Mentre a Washington si continua a gridare: «Diamo a Kiev armi letali!», la sacca di Debaltsevo è stata chiusa dai separatisti; migliaia degli ottomila soldati ucraini che vi erano rinchiusi si si sono arresi.

Un’altra offensiva delle truppe ucraina è da escludere, ha spiegato YuriyBiryukov, il consigliere militare di Poroscenko: «Non abbiamo più soldi. Ci occorre una linea difensiva dietro cui trincerarci».

Le forze armate di Kiev si stanno disintegrando, hanno avvertito i servizi tedeschi il Governo Merkel: le perdite sono più vicine alle 50 mila vite, che alle cinquemila raccontate finora da Poroshenko. Una ditta ucraina già si sta rivendendo – accetta solo contanti – i corazzati Saxon AT 105, vecchi mezzi dismessi dalla polizia britannica e regalati da Londra alla nuova democrazia occidentalista di Kiev.
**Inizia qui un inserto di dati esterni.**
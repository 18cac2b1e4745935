use serde::{Deserialize, Serialize};
use std::fmt;

/// Number of scalars in a [`FeatureVector`].
pub const FEATURE_COUNT: usize = 16;

/// One column of the per-match feature vector, in its fixed position.
#[derive(Debug, Clone, Copy, PartialEq, Eq, Hash, PartialOrd, Ord, Serialize, Deserialize)]
#[serde(rename_all = "snake_case")]
pub enum Feature {
    HomeGoals,
    AwayGoals,
    HomeHalfTimeGoals,
    AwayHalfTimeGoals,
    HomeShots,
    AwayShots,
    HomeShotsOnTarget,
    AwayShotsOnTarget,
    HomeCorners,
    AwayCorners,
    HomeFouls,
    AwayFouls,
    HomeYellowCards,
    AwayYellowCards,
    HomeRedCards,
    AwayRedCards,
}

impl Feature {
    pub const ALL: [Feature; FEATURE_COUNT] = [
        Feature::HomeGoals,
        Feature::AwayGoals,
        Feature::HomeHalfTimeGoals,
        Feature::AwayHalfTimeGoals,
        Feature::HomeShots,
        Feature::AwayShots,
        Feature::HomeShotsOnTarget,
        Feature::AwayShotsOnTarget,
        Feature::HomeCorners,
        Feature::AwayCorners,
        Feature::HomeFouls,
        Feature::AwayFouls,
        Feature::HomeYellowCards,
        Feature::AwayYellowCards,
        Feature::HomeRedCards,
        Feature::AwayRedCards,
    ];

    pub const fn index(self) -> usize {
        self as usize
    }

    pub const fn name(self) -> &'static str {
        match self {
            Feature::HomeGoals => "home_goals",
            Feature::AwayGoals => "away_goals",
            Feature::HomeHalfTimeGoals => "home_ht_goals",
            Feature::AwayHalfTimeGoals => "away_ht_goals",
            Feature::HomeShots => "home_shots",
            Feature::AwayShots => "away_shots",
            Feature::HomeShotsOnTarget => "home_shots_on_target",
            Feature::AwayShotsOnTarget => "away_shots_on_target",
            Feature::HomeCorners => "home_corners",
            Feature::AwayCorners => "away_corners",
            Feature::HomeFouls => "home_fouls",
            Feature::AwayFouls => "away_fouls",
            Feature::HomeYellowCards => "home_yellow_cards",
            Feature::AwayYellowCards => "away_yellow_cards",
            Feature::HomeRedCards => "home_red_cards",
            Feature::AwayRedCards => "away_red_cards",
        }
    }

    /// Football-data.co.uk column header carrying this statistic.
    pub const fn source_column(self) -> &'static str {
        match self {
            Feature::HomeGoals => "FTHG",
            Feature::AwayGoals => "FTAG",
            Feature::HomeHalfTimeGoals => "HTHG",
            Feature::AwayHalfTimeGoals => "HTAG",
            Feature::HomeShots => "HS",
            Feature::AwayShots => "AS",
            Feature::HomeShotsOnTarget => "HST",
            Feature::AwayShotsOnTarget => "AST",
            Feature::HomeCorners => "HC",
            Feature::AwayCorners => "AC",
            Feature::HomeFouls => "HF",
            Feature::AwayFouls => "AF",
            Feature::HomeYellowCards => "HY",
            Feature::AwayYellowCards => "AY",
            Feature::HomeRedCards => "HR",
            Feature::AwayRedCards => "AR",
        }
    }

    pub const fn is_home_side(self) -> bool {
        self.index() % 2 == 0
    }

    /// The same statistic for the other side of the fixture.
    pub const fn mirrored(self) -> Feature {
        Feature::ALL[self.index() ^ 1]
    }
}

impl fmt::Display for Feature {
    fn fmt(&self, f: &mut fmt::Formatter<'_>) -> fmt::Result {
        f.write_str(self.name())
    }
}

/// Fixed-order numeric projection of one match (or of an expected fixture).
#[derive(Debug, Clone, Copy, PartialEq, Serialize, Deserialize)]
pub struct FeatureVector(pub [f64; FEATURE_COUNT]);

impl FeatureVector {
    pub const fn zeros() -> Self {
        Self([0.0; FEATURE_COUNT])
    }

    pub fn get(&self, feature: Feature) -> f64 {
        self.0[feature.index()]
    }

    pub fn set(&mut self, feature: Feature, value: f64) {
        self.0[feature.index()] = value;
    }

    pub fn with(mut self, feature: Feature, value: f64) -> Self {
        self.set(feature, value);
        self
    }

    pub fn as_slice(&self) -> &[f64] {
        &self.0
    }

    pub fn is_finite(&self) -> bool {
        self.0.iter().all(|v| v.is_finite())
    }

    pub fn total_goals(&self) -> f64 {
        self.get(Feature::HomeGoals) + self.get(Feature::AwayGoals)
    }

    pub fn named(&self) -> impl Iterator<Item = (Feature, f64)> + '_ {
        Feature::ALL.iter().map(move |f| (*f, self.get(*f)))
    }
}

impl Default for FeatureVector {
    fn default() -> Self {
        Self::zeros()
    }
}

impl From<[f64; FEATURE_COUNT]> for FeatureVector {
    fn from(values: [f64; FEATURE_COUNT]) -> Self {
        Self(values)
    }
}
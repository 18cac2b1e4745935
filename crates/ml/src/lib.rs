pub mod clustering;
pub mod features;
pub mod profiles;
pub mod scaler;
pub mod selection;

pub use clustering::*;
pub use features::*;
pub use profiles::*;
pub use scaler::*;
pub use selection::*;
impl BuildCoordinator {
    pub fn new(
        dataset: Arc<dyn DatasetAccessor>,
        store: Arc<dyn ArtifactStore>,
        trainer: Arc<dyn ModelTrainer>,
        config: CoordinatorConfig,
    ) -> Self {
        Self {
            ctx: BuildContext {
                dataset,
                store,
                trainer,
                pool: BuildPool::new(config.max_concurrent_builds),
                metrics: Arc::new(BuildMetrics::new()),
                retry_backoff: config.retry_backoff,
            },
            locks: Arc::new(DashMap::new()),
            config,
        }
    }

    pub fn metrics(&self) -> &Arc<BuildMetrics> {
        &self.ctx.metrics
    }

    pub fn pool(&self) -> &BuildPool {
        &self.ctx.pool
    }

    pub fn config(&self) -> &CoordinatorConfig {
        &self.config
    }

    /// Number of keys with a build lock currently held or awaited.
    pub fn active_keys(&self) -> usize {
        self.locks.len()
    }

    /// Returns a fresh artifact for the matchup, building it if needed.
    pub async fn resolve(
        &self,
        league: &str,
        team_a: &str,
        team_b: &str,
        cluster_hint: Option<usize>,
    ) -> Result<ResolvedArtifact, MatchupError> {
        let key = CacheKey::with_cluster_hint(league, team_a, team_b, cluster_hint);
        self.ctx.metrics.record_request();

        let result = self.resolve_key(&key, league, team_a, team_b, cluster_hint).await;
        if let Err(e) = &result {
            error!(key = %key, league, team_a, team_b, kind = e.kind(), error = %e, "❌ matchup resolve failed");
        }
        result
    }

    /// Drops the stored artifact for a matchup so the next request rebuilds it.
    pub async fn invalidate(
        &self,
        league: &str,
        team_a: &str,
        team_b: &str,
        cluster_hint: Option<usize>,
    ) -> Result<bool, MatchupError> {
        let key = CacheKey::with_cluster_hint(league, team_a, team_b, cluster_hint);
        let _lease = self.lease(&key).await;
        let removed = self.ctx.store.remove(key.as_str()).await?;
        info!(key = %key, removed, "🗑️ artifact invalidated");
        Ok(removed)
    }

    async fn resolve_key(
        &self,
        key: &CacheKey,
        league: &str,
        team_a: &str,
        team_b: &str,
        cluster_hint: Option<usize>,
    ) -> Result<ResolvedArtifact, MatchupError> {
        let mut state = BuildState::Idle;

        transition(key, &mut state, BuildState::Checking);
        if let Checked::Fresh(bundle) = self.check(key, league).await? {
            transition(key, &mut state, BuildState::Loading);
            return Ok(self.serve(key, &mut state, bundle, CacheOutcome::Hit));
        }

        let lease = self.lease(key).await;

        // Another caller may have committed while this one waited.
        transition(key, &mut state, BuildState::Checking);
        let (reason, data_as_of) = match self.check(key, league).await? {
            Checked::Fresh(bundle) => {
                debug!(key = %key, "sharing artifact from concurrent build");
                transition(key, &mut state, BuildState::Loading);
                return Ok(self.serve(key, &mut state, bundle, CacheOutcome::Hit));
            }
            Checked::NeedsBuild {
                reason,
                dataset_last_modified,
            } => (reason, dataset_last_modified),
        };

        transition(key, &mut state, BuildState::Building);
        let request = BuildRequest {
            key: key.clone(),
            league: league.to_string(),
            team_a: team_a.to_string(),
            team_b: team_b.to_string(),
            cluster_hint,
            reason,
            data_as_of,
        };
        let ctx = self.ctx.clone();
        let task = tokio::spawn(async move {
            let result = ctx.run_build(request).await;
            drop(lease);
            result
        });

        let built = match task.await {
            Ok(result) => result,
            Err(e) => Err(MatchupError::BuildAborted { reason: e.to_string() }),
        };
        match built {
            Ok(bundle) => Ok(self.serve(key, &mut state, bundle, CacheOutcome::Built { reason })),
            Err(e) => {
                transition(key, &mut state, BuildState::Failed);
                Err(e)
            }
        }
    }

    async fn lease(&self, key: &CacheKey) -> KeyLease {
        let lock = self
            .locks
            .entry(key.as_str().to_string())
            .or_insert_with(|| Arc::new(Mutex::new(())))
            .clone();
        let guard = lock.lock_owned().await;
        KeyLease {
            locks: self.locks.clone(),
            key: key.as_str().to_string(),
            guard: Some(guard),
        }
    }

    async fn check(&self, key: &CacheKey, league: &str) -> Result<Checked, MatchupError> {
        // Read the dataset clock before anything derived from the data.
        let dataset_last_modified = self.ctx.dataset.get_last_modified(league).await?;

        let (existing, unreadable) = match self.ctx.load(key).await {
            Ok(bundle) => (bundle, false),
            Err(e) if e.is_unreadable() => {
                warn!(key = %key, error = %e, "⚠️ stored artifact unreadable, rebuilding");
                (None, true)
            }
            Err(e) => return Err(e.into()),
        };

        let freshness = FreshnessOracle::check(existing.as_ref(), dataset_last_modified);
        let reason = match (freshness, existing) {
            (Freshness::Fresh, Some(bundle)) => return Ok(Checked::Fresh(bundle)),
            (Freshness::Stale { data_as_of, .. }, _) => {
                debug!(key = %key, %data_as_of, %dataset_last_modified, "artifact is stale");
                BuildReason::Stale
            }
            _ if unreadable => BuildReason::Unreadable,
            _ => BuildReason::Missing,
        };

        Ok(Checked::NeedsBuild {
            reason,
            dataset_last_modified,
        })
    }

    fn serve(&self, key: &CacheKey, state: &mut BuildState, bundle: ArtifactBundle, outcome: CacheOutcome) -> ResolvedArtifact {
        transition(key, state, BuildState::Serving);
        if outcome.is_hit() {
            self.ctx.metrics.record_hit();
            info!(key = %key, k = bundle.cluster_count, "📦 serving cached matchup model");
        }
        ResolvedArtifact {
            key: key.clone(),
            bundle: Arc::new(bundle),
            outcome,
        }
    }
}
Il cessate il fuoco imbastito a Minsk dal duo Merkel-Hollande con Putin, dunque, regge: per forza, si può dire. La giunta «europeista» di Kiev dovrà ora vincere la battaglia più disperata, quella della pace. Anche l’economia sta collassando a ritmi accelerati, come riconosce il New York Times: i 17 miliardi e mezzo di dollari prestati dal Fondo Monetario agli amici non sono nemmeno la metà dei 40 miliardi che mancano al Paese per sopravvivere, e ciò senza contare «le miniere che crollano e delle industrie obsolete che un tempo erano tenute in vita solo da contratti con la Russia o da sussidi che Kiev non può più permettersi di pagare», scrive il grande giornale americano.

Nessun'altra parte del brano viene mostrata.